──────── SUPPLIED MATERIAL

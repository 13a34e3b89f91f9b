//! The local store: a single SQLite file holding the queue of records that have not yet been
//! uploaded.
//!
//! A `Db` is an explicit handle. It is opened once, passed to whatever needs it, and closed by
//! consuming it with `Db::close`.

mod migrations;

use crate::error::Res;
use crate::record::{QueuedRecord, Record};
use anyhow::{bail, Context};
use chrono::{DateTime, Utc};
use sqlx::sqlite::{SqliteConnectOptions, SqlitePoolOptions};
use sqlx::SqlitePool;
use std::path::{Path, PathBuf};
use tracing::{debug, trace};

/// The name of the store. The file on disk is `{STORE_NAME}.sqlite`.
pub(crate) const STORE_NAME: &str = "budget_tracker";

/// The schema version this program reads and writes.
pub(crate) const STORE_VERSION: i64 = 1;

#[derive(Debug, Clone)]
pub(crate) struct Db {
    pool: SqlitePool,
    path: PathBuf,
}

impl Db {
    /// Opens the store at `path`, creating and initializing it first if it does not exist.
    pub(crate) async fn open(path: impl AsRef<Path>) -> Res<Self> {
        let path = path.as_ref();
        if path.is_file() {
            Self::load(path).await
        } else {
            Self::init(path).await
        }
    }

    /// - Validates that no file currently exists at `path`
    /// - Creates a new SQLite file at `path`
    /// - Initializes the schema
    pub(crate) async fn init(path: impl AsRef<Path>) -> Res<Self> {
        let path = path.as_ref();
        if path.exists() {
            bail!("A store already exists at '{}'", path.display());
        }
        debug!("Creating store at {}", path.display());
        let pool = connect(path, true).await?;

        sqlx::query("CREATE TABLE schema_version (version INTEGER NOT NULL)")
            .execute(&pool)
            .await
            .context("Unable to create the schema_version table")?;
        sqlx::query("INSERT INTO schema_version (version) VALUES (0)")
            .execute(&pool)
            .await
            .context("Unable to initialize the schema version")?;

        migrations::run(&pool, 0, STORE_VERSION).await?;
        Ok(Self {
            pool,
            path: path.to_path_buf(),
        })
    }

    /// - Validates that there is a SQLite file at `path`
    /// - Upgrades the schema if it is older than `STORE_VERSION`
    /// - Fails if the schema is newer than `STORE_VERSION`
    pub(crate) async fn load(path: impl AsRef<Path>) -> Res<Self> {
        let path = path.as_ref();
        if !path.is_file() {
            bail!("The store is missing '{}'", path.display());
        }
        debug!("Loading store at {}", path.display());
        let pool = connect(path, false).await?;

        let (version,): (i64,) = sqlx::query_as("SELECT MAX(version) FROM schema_version")
            .fetch_one(&pool)
            .await
            .context("Unable to read the schema version, is this a budget queue store?")?;
        if version > STORE_VERSION {
            bail!(
                "The store at '{}' has schema version {version} but this program only \
                understands version {STORE_VERSION}. Is a newer version of this program installed?",
                path.display()
            );
        }
        migrations::run(&pool, version, STORE_VERSION).await?;

        Ok(Self {
            pool,
            path: path.to_path_buf(),
        })
    }

    pub(crate) fn path(&self) -> &Path {
        &self.path
    }

    /// Appends a record and returns the identifier the store assigned to it.
    pub(crate) async fn insert(&self, record: &Record) -> Res<i64> {
        let payload = record.to_payload()?;
        let saved_at = Utc::now().to_rfc3339();
        let id = sqlx::query("INSERT INTO new_budget_record (payload, saved_at) VALUES (?, ?)")
            .bind(payload)
            .bind(saved_at)
            .execute(&self.pool)
            .await
            .context("Unable to insert the record")?
            .last_insert_rowid();
        trace!("Inserted record {id}");
        Ok(id)
    }

    /// Every queued record in insertion order.
    pub(crate) async fn all(&self) -> Res<Vec<QueuedRecord>> {
        let rows: Vec<(i64, String, String)> =
            sqlx::query_as("SELECT id, payload, saved_at FROM new_budget_record ORDER BY id")
                .fetch_all(&self.pool)
                .await
                .context("Unable to read the queued records")?;

        rows.into_iter()
            .map(|(id, payload, saved_at)| -> Res<QueuedRecord> {
                let record = Record::from_payload(&payload)
                    .with_context(|| format!("Record {id} is corrupt"))?;
                let saved_at = DateTime::parse_from_rfc3339(&saved_at)
                    .with_context(|| format!("Record {id} has an invalid saved_at '{saved_at}'"))?
                    .with_timezone(&Utc);
                Ok(QueuedRecord {
                    id,
                    saved_at,
                    record,
                })
            })
            .collect()
    }

    pub(crate) async fn count(&self) -> Res<u64> {
        let (count,): (i64,) = sqlx::query_as("SELECT COUNT(*) FROM new_budget_record")
            .fetch_one(&self.pool)
            .await
            .context("Unable to count the queued records")?;
        Ok(count as u64)
    }

    /// Removes exactly the records with the given identifiers, in one transaction. Returns the
    /// number of rows removed.
    pub(crate) async fn delete(&self, ids: &[i64]) -> Res<u64> {
        let mut tx = self
            .pool
            .begin()
            .await
            .context("Unable to begin a delete transaction")?;
        let mut removed = 0;
        for id in ids {
            removed += sqlx::query("DELETE FROM new_budget_record WHERE id = ?")
                .bind(*id)
                .execute(&mut *tx)
                .await
                .with_context(|| format!("Unable to delete record {id}"))?
                .rows_affected();
        }
        tx.commit()
            .await
            .context("Unable to commit the delete transaction")?;
        Ok(removed)
    }

    /// Removes every queued record. Returns the number of rows removed.
    pub(crate) async fn clear(&self) -> Res<u64> {
        let result = sqlx::query("DELETE FROM new_budget_record")
            .execute(&self.pool)
            .await
            .context("Unable to clear the queued records")?;
        Ok(result.rows_affected())
    }

    /// Closes the store. The handle cannot be used afterwards.
    pub(crate) async fn close(self) {
        debug!("Closing store at {}", self.path.display());
        self.pool.close().await;
    }
}

/// A single connection serializes every operation against the store.
async fn connect(path: &Path, create: bool) -> Res<SqlitePool> {
    let options = SqliteConnectOptions::new()
        .filename(path)
        .create_if_missing(create);
    SqlitePoolOptions::new()
        .max_connections(1)
        .connect_with(options)
        .await
        .with_context(|| format!("Unable to open the SQLite file at '{}'", path.display()))
}

#[cfg(test)]
mod tests {
    use super::*;
    use serde_json::json;
    use tempfile::TempDir;

    fn record(value: serde_json::Value) -> Record {
        Record::try_from(value).unwrap()
    }

    fn store_path(dir: &TempDir) -> PathBuf {
        dir.path().join(format!("{STORE_NAME}.sqlite"))
    }

    #[tokio::test]
    async fn test_open_creates_then_reopens() {
        let dir = TempDir::new().unwrap();
        let path = store_path(&dir);

        let db = Db::open(&path).await.unwrap();
        assert!(path.is_file());
        db.insert(&record(json!({"amount": 50}))).await.unwrap();
        db.close().await;

        let db = Db::open(&path).await.unwrap();
        assert_eq!(db.count().await.unwrap(), 1);
        assert_eq!(db.path(), path.as_path());
    }

    #[tokio::test]
    async fn test_init_fails_when_file_exists() {
        let dir = TempDir::new().unwrap();
        let path = store_path(&dir);
        Db::init(&path).await.unwrap().close().await;
        assert!(Db::init(&path).await.is_err());
    }

    #[tokio::test]
    async fn test_load_fails_when_missing() {
        let dir = TempDir::new().unwrap();
        assert!(Db::load(store_path(&dir)).await.is_err());
    }

    #[tokio::test]
    async fn test_load_rejects_newer_schema() {
        let dir = TempDir::new().unwrap();
        let path = store_path(&dir);
        let db = Db::init(&path).await.unwrap();
        sqlx::query("UPDATE schema_version SET version = 99")
            .execute(&db.pool)
            .await
            .unwrap();
        db.close().await;

        let err = Db::load(&path).await.unwrap_err();
        assert!(err.to_string().contains("schema version 99"));
    }

    #[tokio::test]
    async fn test_load_rejects_foreign_sqlite_file() {
        let dir = TempDir::new().unwrap();
        let path = store_path(&dir);
        let pool = connect(&path, true).await.unwrap();
        sqlx::query("CREATE TABLE something_else (x INTEGER)")
            .execute(&pool)
            .await
            .unwrap();
        pool.close().await;

        assert!(Db::load(&path).await.is_err());
    }

    #[tokio::test]
    async fn test_all_returns_insertion_order() {
        let dir = TempDir::new().unwrap();
        let db = Db::open(store_path(&dir)).await.unwrap();
        let first = db.insert(&record(json!({"amount": 50}))).await.unwrap();
        let second = db.insert(&record(json!({"amount": -20}))).await.unwrap();
        assert!(second > first);

        let all = db.all().await.unwrap();
        let ids: Vec<i64> = all.iter().map(|q| q.id).collect();
        assert_eq!(ids, vec![first, second]);
        assert_eq!(all[0].record, record(json!({"amount": 50})));
        assert_eq!(all[1].record, record(json!({"amount": -20})));
    }

    #[tokio::test]
    async fn test_delete_only_removes_given_ids() {
        let dir = TempDir::new().unwrap();
        let db = Db::open(store_path(&dir)).await.unwrap();
        let a = db.insert(&record(json!({"n": 1}))).await.unwrap();
        let b = db.insert(&record(json!({"n": 2}))).await.unwrap();
        let c = db.insert(&record(json!({"n": 3}))).await.unwrap();

        assert_eq!(db.delete(&[a, c]).await.unwrap(), 2);
        let left: Vec<i64> = db.all().await.unwrap().iter().map(|q| q.id).collect();
        assert_eq!(left, vec![b]);

        // deleting an id that is already gone is not an error
        assert_eq!(db.delete(&[a]).await.unwrap(), 0);
    }

    #[tokio::test]
    async fn test_ids_are_never_reused() {
        let dir = TempDir::new().unwrap();
        let db = Db::open(store_path(&dir)).await.unwrap();
        let a = db.insert(&record(json!({"n": 1}))).await.unwrap();
        let b = db.insert(&record(json!({"n": 2}))).await.unwrap();
        assert_eq!(db.clear().await.unwrap(), 2);
        assert_eq!(db.count().await.unwrap(), 0);

        let c = db.insert(&record(json!({"n": 3}))).await.unwrap();
        assert!(c > a.max(b));
    }
}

────────────────

For this exercise, find all lines in the records containing the word "PathBuf" and copy them.

[WORKED SOLUTION]:
use std::path::{Path, PathBuf};
    path: PathBuf,
    fn store_path(dir: &TempDir) -> PathBuf {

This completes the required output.